Disney Acquiring Key Parts of 21st Century Fox in US$52.4 Billion Deal

Walt Disney Co. on Thursday agreed to buy most of 21st Century Fox Inc. for US$52.4 billion in stock, in a deal that would give Disney a dominant position in movies and sports and could help bolster its flagging television business as it prepares to directly challenge digital giants like Netflix Inc. Disney is buying the Twentieth Century Fox television and film studios, cable networks including FX and National Geographic Channel, Star India, a 39 percent stake in Sky, 22 regional sports networks, and majority control of streaming-video service Hulu. The agreement is subject to the approval of antitrust regulators, notes the Wall Street Journal (15 December, Fritz, Sharma, Rabil). A month after it sued to block AT&T's purchase of Time Warner, President Trump's Justice Department now has another big media deal to scrutinize. In some respects, experts say the Disney-Fox deal could face more antitrust scrutiny than a combination of AT&T and Time Warner, CNN's parent company.

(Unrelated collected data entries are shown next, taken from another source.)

//! Backend configuration, read from TOML.
//!
//! ```toml
//! namespace = "WritingStudio metrics"
//! region = "us-east-1"
//!
//! [credentials]
//! iam_role = "any"
//! ```

use std::fs;
use std::path::Path;
use std::str::FromStr;

use serde::{Deserialize, Serialize};

use super::credentials::{CredentialSource, Credentials, RoleSelector};
use super::error::{ConfigError, CredentialsError};

pub const DEFAULT_NAMESPACE: &str = "statsd";

/// `iam_role` value that accepts whichever role the instance has.
pub const ANY_ROLE: &str = "any";

#[derive(Clone, Debug, Deserialize, Serialize, PartialEq, Eq)]
#[serde(default)]
pub struct Config {
    /// Tags every exported data point.
    pub namespace: String,
    /// Not read by the backend itself; publisher builders given to
    /// `Backend::start` see it along with the rest of the config.
    pub region: Option<String>,
    pub credentials: CredentialsConfig,
}

impl Default for Config {
    fn default() -> Config {
        Config {
            namespace: DEFAULT_NAMESPACE.to_string(),
            region: None,
            credentials: CredentialsConfig::default(),
        }
    }
}

#[derive(Clone, Debug, Default, Deserialize, Serialize, PartialEq, Eq)]
#[serde(default)]
pub struct CredentialsConfig {
    pub access_key_id: Option<String>,
    pub secret_access_key: Option<String>,
    pub session_token: Option<String>,
    /// Fetch credentials for this instance role instead of using keys.
    pub iam_role: Option<String>,
}

impl Config {
    pub fn from_path<P: AsRef<Path>>(path: P) -> Result<Config, ConfigError> {
        let path = path.as_ref();
        let text = fs::read_to_string(path).map_err(|source| ConfigError::Read {
            path: path.to_owned(),
            source,
        })?;
        text.parse()
    }

    /// Pick the credential strategy. An IAM role wins over static keys.
    pub fn credential_source(&self) -> Result<CredentialSource, CredentialsError> {
        let credentials = &self.credentials;

        if let Some(ref role) = credentials.iam_role {
            let selector = if role == ANY_ROLE {
                RoleSelector::Any
            } else {
                RoleSelector::Named(role.clone())
            };
            return Ok(CredentialSource::InstanceRole(selector));
        }

        match (&credentials.access_key_id, &credentials.secret_access_key) {
            (Some(id), Some(secret)) => {
                let mut keys = Credentials::new(id.as_str(), secret.as_str());
                keys.session_token = credentials.session_token.clone();
                Ok(CredentialSource::Static(keys))
            }
            (None, None) => Ok(CredentialSource::Default),
            (Some(_), None) => Err(CredentialsError::Incomplete(
                "access_key_id is set but secret_access_key is missing".to_string(),
            )),
            (None, Some(_)) => Err(CredentialsError::Incomplete(
                "secret_access_key is set but access_key_id is missing".to_string(),
            )),
        }
    }
}

impl FromStr for Config {
    type Err = ConfigError;

    fn from_str(text: &str) -> Result<Config, ConfigError> {
        Ok(toml::from_str(text)?)
    }
}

The Disney-Fox merger would pair the largest movie studio by box office sales with the third-largest. The deal would also combine Disney's cable channels ESPN, Freeform, and the Disney Channel with Fox's FX, National Geographic, and Star India. The Justice Department will consider to what extent the new company could dominate the market, using its increased leverage to force cable companies and other distributors to pay higher rates to carry Disney and Fox content.

From "Disney Acquiring Key Parts of 21st Century Fox in US$52.4 Billion Deal"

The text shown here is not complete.